__Problem to solve__
Please give back word for word the lines below, from the first one through the one with "let (written, pruned) = self.run_tenant(&tenant_id, now).await?;".

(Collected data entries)

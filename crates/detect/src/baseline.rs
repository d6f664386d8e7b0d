//! Nightly baseline calculator.
//!
//! Reads a tenant's decided signals over the lookback window, aggregates
//! denial rates per (payer, procedure_code) in memory, and commits the
//! whole tenant's baselines in one storage snapshot. A crash mid-batch
//! leaves no partial per-tenant state, and re-running over the same window
//! produces identical rows (upsert by key).

use std::collections::BTreeMap;

use autopilot_core::Baseline;
use autopilot_storage::{EngineStorage, StorageError};
use time::{Duration, OffsetDateTime};
use tracing::info;

#[derive(Debug, Clone)]
pub struct BaselineConfig {
    /// Lookback window in days.
    pub lookback_days: i64,
    /// Pairs with fewer decided signals than this are pruned, not written.
    pub min_sample: u64,
}

impl Default for BaselineConfig {
    fn default() -> Self {
        Self {
            lookback_days: 365,
            min_sample: 5,
        }
    }
}

/// Per-run totals, for operational logging.
#[derive(Debug, Clone, Default, PartialEq, Eq)]
pub struct BaselineRunSummary {
    pub tenants: usize,
    pub baselines_written: usize,
    pub pairs_pruned: usize,
}

pub struct BaselineCalculator<S> {
    storage: S,
    config: BaselineConfig,
}

impl<S: EngineStorage> BaselineCalculator<S> {
    pub fn new(storage: S, config: BaselineConfig) -> Self {
        Self { storage, config }
    }

    /// Recompute baselines for every known tenant. Each tenant is one
    /// atomic commit; a failure on one tenant aborts the run.
    pub async fn run(&self, now: OffsetDateTime) -> Result<BaselineRunSummary, StorageError> {
        let mut summary = BaselineRunSummary::default();
        for tenant_id in self.storage.list_tenants().await? {
            let (written, pruned) = self.run_tenant(&tenant_id, now).await?;
            summary.tenants += 1;
            summary.baselines_written += written;
            summary.pairs_pruned += pruned;
        }
        info!(
            tenants = summary.tenants,
            written = summary.baselines_written,
            pruned = summary.pairs_pruned,
            "baseline run complete"
        );
        Ok(summary)
    }

    /// Recompute one tenant's baselines. Returns (written, pruned) counts.
    pub async fn run_tenant(
        &self,
        tenant_id: &str,
        now: OffsetDateTime,
    ) -> Result<(usize, usize), StorageError> {
        let from = now - Duration::days(self.config.lookback_days);
        let signals = self
            .storage
            .list_decided_signals(tenant_id, from, now)
            .await?;

        // (payer, code) -> (denied, total)
        let mut counts: BTreeMap<(String, String), (u64, u64)> = BTreeMap::new();
        for signal in &signals {
            let entry = counts
                .entry((signal.payer.clone(), signal.procedure_code.clone()))
                .or_insert((0, 0));
            entry.1 += 1;
            if signal.outcome == autopilot_core::ClaimOutcome::Denied {
                entry.0 += 1;
            }
        }

        let mut snapshot = self.storage.begin_snapshot().await?;
        let mut written = 0usize;
        let mut pruned = 0usize;
        for ((payer, procedure_code), (denied, total)) in counts {
            if total < self.config.min_sample {
                pruned += 1;
                continue;
            }
            let baseline = Baseline {
                tenant_id: tenant_id.to_string(),
                payer,
                procedure_code,
                denial_rate: denied as f64 / total as f64,
                sample_size: total,
                confidence: (total as f64 / 100.0).min(1.0),
                computed_at: now,
            };
            self.storage.upsert_baseline(&mut snapshot, baseline).await?;
            written += 1;
        }
        self.storage.commit_snapshot(snapshot).await?;

        info!(tenant_id, written, pruned, "tenant baselines committed");
        Ok((written, pruned))
    }
}

#[cfg(test)]
mod tests {
    use super::*;
    use autopilot_core::{ClaimOutcome, Signal};
    use autopilot_storage::MemoryStorage;
    use rust_decimal::Decimal;
    use time::macros::datetime;

    fn signal(payer: &str, code: &str, outcome: ClaimOutcome) -> Signal {
        Signal {
            tenant_id: "t1".to_string(),
            payer: payer.to_string(),
            procedure_code: code.to_string(),
            outcome,
            amount: Decimal::new(10000, 2),
            submitted_at: datetime!(2026-08-01 00:00:00 UTC),
            decided_at: Some(datetime!(2026-08-10 00:00:00 UTC)),
        }
    }

    async fn seed(storage: &MemoryStorage, signals: Vec<Signal>) {
        let mut snap = storage.begin_snapshot().await.unwrap();
        for s in signals {
            storage.insert_signal(&mut snap, s).await.unwrap();
        }
        storage.commit_snapshot(snap).await.unwrap();
    }

    #[tokio::test]
    async fn computes_rate_and_confidence() {
        let storage = MemoryStorage::new();
        let mut signals = Vec::new();
        for i in 0..10 {
            let outcome = if i < 3 {
                ClaimOutcome::Denied
            } else {
                ClaimOutcome::Paid
            };
            signals.push(signal("BCBS", "99213", outcome));
        }
        seed(&storage, signals).await;

        let calc = BaselineCalculator::new(storage.clone(), BaselineConfig::default());
        let now = datetime!(2026-08-20 00:00:00 UTC);
        let (written, pruned) = calc.run_tenant("t1", now).await.unwrap();
        assert_eq!((written, pruned), (1, 0));

        let b = storage
            .get_baseline("t1", "BCBS", "99213")
            .await
            .unwrap()
            .unwrap();
        assert!((b.denial_rate - 0.3).abs() < 1e-12);
        assert_eq!(b.sample_size, 10);
        assert!((b.confidence - 0.1).abs() < 1e-12);
    }

    #[tokio::test]
    async fn small_samples_are_pruned_not_written() {
        let storage = MemoryStorage::new();
        seed(
            &storage,
            vec![
                signal("Aetna", "99214", ClaimOutcome::Denied),
                signal("Aetna", "99214", ClaimOutcome::Denied),
                signal("Aetna", "99214", ClaimOutcome::Paid),
            ],
        )
        .await;

        let calc = BaselineCalculator::new(storage.clone(), BaselineConfig::default());
        let (written, pruned) = calc
            .run_tenant("t1", datetime!(2026-08-20 00:00:00 UTC))
            .await
            .unwrap();
        assert_eq!((written, pruned), (0, 1));
        assert!(storage
            .get_baseline("t1", "Aetna", "99214")
            .await
            .unwrap()
            .is_none());
    }

    #[tokio::test]
    async fn rerun_is_identical() {
        let storage = MemoryStorage::new();
        let mut signals = Vec::new();
        for _ in 0..5 {
            signals.push(signal("UHC", "99215", ClaimOutcome::Denied));
        }
        seed(&storage, signals).await;

        let calc = BaselineCalculator::new(storage.clone(), BaselineConfig::default());
        let now = datetime!(2026-08-20 00:00:00 UTC);
        calc.run_tenant("t1", now).await.unwrap();
        let first = storage.get_baseline("t1", "UHC", "99215").await.unwrap();
        calc.run_tenant("t1", now).await.unwrap();
        let second = storage.get_baseline("t1", "UHC", "99215").await.unwrap();
        assert_eq!(first, second);
    }
}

__Exercise output__
filename crates/detect/src/baseline.rs
repository d6f664386d8e7b0d
//! Nightly baseline calculator.
//!
//! Reads a tenant's decided signals over the lookback window, aggregates
//! denial rates per (payer, procedure_code) in memory, and commits the
//! whole tenant's baselines in one storage snapshot. A crash mid-batch
//! leaves no partial per-tenant state, and re-running over the same window
//! produces identical rows (upsert by key).

use std::collections::BTreeMap;

use autopilot_core::Baseline;
use autopilot_storage::{EngineStorage, StorageError};
use time::{Duration, OffsetDateTime};
use tracing::info;

#[derive(Debug, Clone)]
pub struct BaselineConfig {
    /// Lookback window in days.
    pub lookback_days: i64,
    /// Pairs with fewer decided signals than this are pruned, not written.
    pub min_sample: u64,
}

impl Default for BaselineConfig {
    fn default() -> Self {
        Self {
            lookback_days: 365,
            min_sample: 5,
        }
    }
}

/// Per-run totals, for operational logging.
#[derive(Debug, Clone, Default, PartialEq, Eq)]
pub struct BaselineRunSummary {
    pub tenants: usize,
    pub baselines_written: usize,
    pub pairs_pruned: usize,
}

pub struct BaselineCalculator<S> {
    storage: S,
    config: BaselineConfig,
}

impl<S: EngineStorage> BaselineCalculator<S> {
    pub fn new(storage: S, config: BaselineConfig) -> Self {
        Self { storage, config }
    }

    /// Recompute baselines for every known tenant. Each tenant is one
    /// atomic commit; a failure on one tenant aborts the run.
    pub async fn run(&self, now: OffsetDateTime) -> Result<BaselineRunSummary, StorageError> {
        let mut summary = BaselineRunSummary::default();
        for tenant_id in self.storage.list_tenants().await? {
            let (written, pruned) = self.run_tenant(&tenant_id, now).await?;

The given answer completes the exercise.